La pregunta que enfrentan los liberales es: ¿realmente hundirían un acuerdo bipartidista negociado por el presidente, especialmente si tienen la opción de avanzar un segundo paquete bajo los términos de la reconciliación, que requeriría una mayoría simple para aprobarse?Sin embargo, un proyecto de ley bipartidista de alcance más limitado podría ser el precio que Biden y los liberales deben pagar para obtener el apoyo del senador Joe Manchin III (DW.Va.) y algunos otros moderados en un segundo paquete.

Biden ha dejado en claro su deseo de llegar a un acuerdo con los republicanos para cumplir su promesa de gobernar de manera bipartidista. Pero no tiene tiempo ilimitado para decidir si acepta lo que está disponible, dado el tiempo que se necesitaría para hacer un segundo paquete bajo reconciliación.

El senador Bernie Sanders (I-Vt.), Quien preside el Comité de Presupuesto del Senado, está elaborando un paquete valorado en $ 6 billones, lo que significa que ambos trenes se están moviendo en la vía. El problema real es cómo evalúa Biden los riesgos y las recompensas y si puede satisfacer tanto su deseo de un compromiso bipartidista como sus ambiciones de abordar de manera expansiva los desafíos internos.

Antes de que suceda algo definitivo en infraestructura, el Senado enfrentará el tema más polémico del calendario de verano cuando el proyecto de ley Para el Pueblo llegue a la sala en los próximos días. El proyecto de ley masivo establecería regulaciones para la realización de elecciones federales en los estados (períodos de votación anticipada, boletas por correo, registro automático de votantes, etc.); atacar la cuestión del gerrymandering; y prever la financiación pública de las elecciones en determinadas circunstancias.

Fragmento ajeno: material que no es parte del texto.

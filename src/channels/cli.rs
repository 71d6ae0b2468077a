//! CLI channel — stdin/stdout REPL for running the bot locally.

use async_trait::async_trait;
use futures::stream;
use tokio::io::{AsyncBufReadExt, BufReader};

use crate::channels::{Channel, IncomingMessage, MessageStream, OutgoingResponse};
use crate::error::ChannelError;
use crate::models::CLI;

/// User and chat id of the single local CLI user.
pub const CLI_USER_ID: i64 = 1;

/// A CLI channel that reads from stdin and writes to stdout.
#[derive(Default)]
pub struct CliChannel;

impl CliChannel {
    pub fn new() -> Self {
        Self
    }
}

/// Render a response for the terminal, options as `  - option` lines.
pub fn render(response: &OutgoingResponse) -> String {
    let mut out = response.content.clone();
    if let Some(options) = &response.keyboard {
        for option in options {
            out.push_str("\n  - ");
            out.push_str(option);
        }
    }
    out
}

#[async_trait]
impl Channel for CliChannel {
    fn name(&self) -> &str {
        CLI
    }

    async fn start(&self) -> Result<MessageStream, ChannelError> {
        let (tx, rx) = tokio::sync::mpsc::unbounded_channel();

        tokio::spawn(async move {
            let stdin = tokio::io::stdin();
            let reader = BufReader::new(stdin);
            let mut lines = reader.lines();

            eprint!("> ");

            loop {
                match lines.next_line().await {
                    Ok(Some(line)) => {
                        let line = line.trim().to_string();
                        if line.is_empty() {
                            eprint!("> ");
                            continue;
                        }
                        let msg = IncomingMessage::new(CLI, CLI_USER_ID, CLI_USER_ID, &line);
                        if tx.send(msg).is_err() {
                            break;
                        }
                    }
                    Ok(None) => break, // EOF
                    Err(e) => {
                        tracing::error!("Error reading stdin: {}", e);
                        break;
                    }
                }
            }
        });

        let stream = stream::unfold(rx, |mut rx| async move {
            rx.recv().await.map(|msg| (msg, rx))
        });

        Ok(Box::pin(stream))
    }

    async fn respond(
        &self,
        _msg: &IncomingMessage,
        response: OutgoingResponse,
    ) -> Result<(), ChannelError> {
        println!("\n{}\n", render(&response));
        eprint!("> ");
        Ok(())
    }

    async fn send_to(&self, _chat_id: i64, response: OutgoingResponse) -> Result<(), ChannelError> {
        println!("\n🎂 {}\n", render(&response));
        eprint!("> ");
        Ok(())
    }
}

#[cfg(test)]
mod tests {
    use super::*;

    #[test]
    fn cli_channel_name() {
        assert_eq!(CliChannel::new().name(), "cli");
    }

    #[test]
    fn render_plain_text() {
        assert_eq!(render(&OutgoingResponse::text("Hello")), "Hello");
    }

    #[test]
    fn render_lists_options() {
        let resp = OutgoingResponse::text("Choose a city:").with_keyboard(["Moscow", "Kazan"]);
        assert_eq!(render(&resp), "Choose a city:\n  - Moscow\n  - Kazan");
    }
}
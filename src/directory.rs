//! Directory gateway — resolves a work email to an employee record.

use std::time::Duration;

use async_trait::async_trait;
use reqwest::Url;

use crate::error::DirectoryError;
use crate::models::DirectoryRecord;

/// Looks employees up by email.
///
/// Callers treat every error the same way: the email cannot be resolved.
#[async_trait]
pub trait DirectoryGateway: Send + Sync {
    async fn employee(&self, email: &str) -> Result<DirectoryRecord, DirectoryError>;
}

/// Directory gateway backed by the HTTP employee service
/// (`GET {base_url}{email}` returning a JSON record).
pub struct HttpDirectory {
    client: reqwest::Client,
    base_url: Url,
}

impl HttpDirectory {
    pub fn new(base_url: &str) -> Result<Self, DirectoryError> {
        let base_url = Url::parse(base_url)
            .map_err(|e| DirectoryError::Request(format!("invalid base URL {base_url}: {e}")))?;
        if base_url.cannot_be_a_base() {
            return Err(DirectoryError::Request(format!(
                "base URL cannot carry a path: {base_url}"
            )));
        }
        let client = reqwest::Client::builder()
            .timeout(Duration::from_secs(10))
            .build()
            .map_err(|e| DirectoryError::Request(e.to_string()))?;
        Ok(Self { client, base_url })
    }

    /// Append the email as the last (percent-encoded) path segment.
    fn employee_url(&self, email: &str) -> Url {
        let mut url = self.base_url.clone();
        if let Ok(mut segments) = url.path_segments_mut() {
            segments.pop_if_empty().push(email);
        }
        url
    }
}

#[async_trait]
impl DirectoryGateway for HttpDirectory {
    async fn employee(&self, email: &str) -> Result<DirectoryRecord, DirectoryError> {
        let url = self.employee_url(email);
        tracing::debug!(%url, "Directory lookup");

        let resp = self
            .client
            .get(url)
            .send()
            .await
            .map_err(|e| DirectoryError::Request(e.to_string()))?;

        let status = resp.status();
        if status == reqwest::StatusCode::NOT_FOUND {
            return Err(DirectoryError::NotFound {
                email: email.to_string(),
            });
        }
        if !status.is_success() {
            return Err(DirectoryError::Request(format!(
                "directory returned {status}"
            )));
        }

        resp.json::<DirectoryRecord>()
            .await
            .map_err(|e| DirectoryError::InvalidResponse(e.to_string()))
    }
}
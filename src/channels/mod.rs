//! Channel abstraction for chat transports.

pub mod channel;
pub mod cli;
pub mod telegram;

pub use channel::*;
pub use cli::CliChannel;
pub use telegram::TelegramChannel;
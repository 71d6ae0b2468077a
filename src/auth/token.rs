//! Single-use activation tokens.

use rand::RngCore;
use rand::rngs::OsRng;

use crate::error::AuthError;

/// Number of random bytes behind a token.
pub const TOKEN_BYTES: usize = 256;

/// Generate a fresh activation token: `TOKEN_BYTES` bytes from the OS RNG,
/// hex-encoded.
pub fn generate_token() -> Result<String, AuthError> {
    let mut buf = [0u8; TOKEN_BYTES];
    OsRng
        .try_fill_bytes(&mut buf)
        .map_err(|e| AuthError::Token(e.to_string()))?;
    Ok(hex::encode(buf))
}
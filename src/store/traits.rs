//! `IdentityStore` trait — single async interface for users, organizations,
//! channel identities and subscriptions.

use async_trait::async_trait;

use crate::error::DatabaseError;
use crate::models::{
    ChannelAccount, ChannelIdentity, Organization, Person, ReminderTarget, Subscription, User,
};

/// Backend-agnostic persistence for the identity and subscription data.
///
/// Lookups that find nothing return [`DatabaseError::NotFound`]; list
/// queries return an empty `Vec` instead.
#[async_trait]
pub trait IdentityStore: Send + Sync {
    /// Run all pending schema migrations.
    async fn run_migrations(&self) -> Result<(), DatabaseError>;

    // ── Users ───────────────────────────────────────────────────────

    /// Insert a user. A duplicate email yields [`DatabaseError::Constraint`].
    async fn save_user(&self, person: &Person) -> Result<i64, DatabaseError>;

    async fn user(&self, id: i64) -> Result<User, DatabaseError>;

    async fn user_by_email(&self, email: &str) -> Result<User, DatabaseError>;

    // ── Organizations ───────────────────────────────────────────────

    /// Return the id of the organization with this exact 4-tuple, inserting it
    /// first if it does not exist yet.
    async fn save_organization(&self, org: &Organization) -> Result<i64, DatabaseError>;

    /// Attach a user to an organization.
    async fn link_user_organization(&self, user_id: i64, org_id: i64)
    -> Result<i64, DatabaseError>;

    /// Organizations whose leading fields equal `path`, in
    /// name → city → office → department order. At most four elements.
    async fn find_organizations(&self, path: &[&str]) -> Result<Vec<Organization>, DatabaseError>;

    /// Members of the organization identified by its full 4-tuple.
    async fn members_of_organization(
        &self,
        org: &Organization,
    ) -> Result<Vec<User>, DatabaseError>;

    // ── Channel identities ──────────────────────────────────────────

    /// Persist a (not yet activated) channel identity carrying `token`.
    async fn save_channel_account(
        &self,
        user_id: i64,
        identity: &ChannelIdentity,
        token: &str,
    ) -> Result<i64, DatabaseError>;

    async fn channel_account(
        &self,
        identity: &ChannelIdentity,
    ) -> Result<ChannelAccount, DatabaseError>;

    /// Activation flag of a channel identity.
    async fn is_activated(&self, identity: &ChannelIdentity) -> Result<bool, DatabaseError> {
        Ok(self.channel_account(identity).await?.is_activated)
    }

    /// Flip the activation flag if `token` matches an unconsumed token for
    /// this identity. Returns whether a row changed.
    async fn activate(&self, identity: &ChannelIdentity, token: &str)
    -> Result<bool, DatabaseError>;

    // ── Subscriptions ───────────────────────────────────────────────

    /// Insert a subscriber → target edge. Duplicates are not rejected.
    async fn subscribe(&self, subscriber_id: i64, target_id: i64) -> Result<i64, DatabaseError>;

    async fn subscriptions_of(&self, subscriber_id: i64)
    -> Result<Vec<Subscription>, DatabaseError>;

    /// Every subscription whose subscriber has an activated channel identity,
    /// joined with the target user.
    async fn reminder_targets(&self) -> Result<Vec<ReminderTarget>, DatabaseError>;

    // ── Composite ───────────────────────────────────────────────────

    /// Persist a freshly registered user: user row, organization
    /// (find-or-insert), membership link and channel identity.
    ///
    /// Not atomic: a failure partway leaves the rows written so far.
    async fn save_all_user_info(
        &self,
        person: &Person,
        identity: &ChannelIdentity,
        token: &str,
        org: &Organization,
    ) -> Result<i64, DatabaseError> {
        let user_id = self.save_user(person).await?;
        let org_id = self.save_organization(org).await?;
        self.link_user_organization(user_id, org_id).await?;
        self.save_channel_account(user_id, identity, token).await?;
        Ok(user_id)
    }
}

Para los demócratas, la legislación es contraria a los esfuerzos liderados por los republicanos en las legislaturas estatales para aprobar medidas que restringirían el acceso al voto. Biden ha sido muy crítico con la legislación de votación respaldada por el Partido Republicano en los estados, llamando a algunas de las leyes «Jim Crow 2.0».

El proyecto de ley nacional sobre el derecho al voto fue aprobado por la Cámara a principios de este año, pero parece que no tiene posibilidades de ser aprobado por el Senado, dada la oposición del líder de la minoría Mitch McConnell (republicano por Ky.) Y sus colegas republicanos. Muchos demócratas, que ven las regulaciones electorales nacionales como de importancia crítica, han propuesto cambiar o eliminar el obstruccionismo para superar la sólida oposición republicana, pero Manchin ha dicho que no apoyaría ningún cambio en esas reglas.

La semana pasada, Manchin se presentó, inesperadamente, con una propuesta de compromiso. Entre la lista de ideas, el plan de Manchin convertiría el Día de las Elecciones en un feriado federal, proporcionaría el registro automático de votantes, exigiría 15 días consecutivos de votación anticipada para las elecciones federales, prohibiría el gerrymandering partidista y requeriría una forma de identificación para todos los votantes.

La propuesta no llega tan lejos como quisieran muchos demócratas liberales, pero es más de lo que muchos demócratas podrían haber anticipado de Manchin y ha afectado la dinámica de la discusión. La propuesta recibió elogios de Stacey Abrams de Georgia, quien ha estado al frente de las batallas por el acceso de los votantes, pero McConnell dijo que se opone a ella. . ¿El despido inmediato de McConnell del plan Manchin afectará la forma en que el moderado de Virginia Occidental piensa sobre si los republicanos se toman en serio trabajar con Biden?

La consideración del Senado del proyecto de ley Para el Pueblo será un paso, pero no el momento definitivo, en el intenso debate nacional sobre el fortalecimiento de la democracia y la protección del derecho al voto en todo el país. Pero presenta a Biden un desafío más en un verano lleno de ellos.